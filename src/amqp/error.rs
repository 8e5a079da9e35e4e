use fe2o3_amqp::{
    connection::OpenError,
    link::{DetachError, SendError, SenderAttachError},
    session::BeginError,
};

use crate::{
    authorization::SasError,
    event_hubs_connection_string_properties::ConnectionStringError,
};

/// Error of the AMQP producer
#[derive(Debug, thiserror::Error)]
pub enum AmqpProducerError {
    /// The connection string is invalid
    #[error(transparent)]
    ConnectionString(#[from] ConnectionStringError),

    /// A shared access signature could not be created
    #[error(transparent)]
    Sas(#[from] SasError),

    /// The connection could not be opened
    #[error(transparent)]
    Open(#[from] OpenError),

    /// The session could not be started
    #[error(transparent)]
    Begin(#[from] BeginError),

    /// The CBS node did not accept the token
    #[error("Authorization failed: {0}")]
    Authorization(String),

    /// The sender link could not be attached
    #[error(transparent)]
    Attach(#[from] SenderAttachError),

    /// The batch could not be transferred
    #[error(transparent)]
    Send(#[from] SendError),

    /// The service settled the batch with an outcome other than accepted
    #[error("The batch was not accepted: {0}")]
    NotAccepted(String),

    /// The requested batch size is larger than the link allows
    #[error("The requested batch size {requested} exceeds the maximum message size {max}")]
    BatchSizeExceedsLinkLimit {
        /// Requested size in bytes
        requested: u64,
        /// Largest message the link allows
        max: u64,
    },

    /// The sender link could not be detached
    #[error(transparent)]
    Detach(#[from] DetachError),

    /// The session could not be ended
    #[error(transparent)]
    EndSession(#[from] fe2o3_amqp::session::Error),

    /// The connection could not be closed
    #[error(transparent)]
    CloseConnection(#[from] fe2o3_amqp::connection::Error),
}
//! The populator contract.
//!
//! A populator is handed the registry during a population pass and pushes
//! values through the ordinary insertion API. While the pass is running those
//! insertions land in the registry's dynamic set.

use crate::{RegistryError, RegistryKind, ValueRegistry};

/// Produces values for a registry on demand.
///
/// Errors propagate out of [`ValueRegistry::populate`] unchanged and stop the
/// pass; populators registered after the failing one do not run.
pub trait Populator<K: RegistryKind>: Send + Sync {
    fn populate(&self, registry: &mut ValueRegistry<K>) -> Result<(), RegistryError>;
}

impl<K, F> Populator<K> for F
where
    K: RegistryKind,
    F: Fn(&mut ValueRegistry<K>) -> Result<(), RegistryError> + Send + Sync,
{
    fn populate(&self, registry: &mut ValueRegistry<K>) -> Result<(), RegistryError> {
        self(registry)
    }
}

Directions: Find the string "allows" in the data. Report each line it appears in.

Reply:
    /// The requested batch size is larger than the link allows
        /// Largest message the link allows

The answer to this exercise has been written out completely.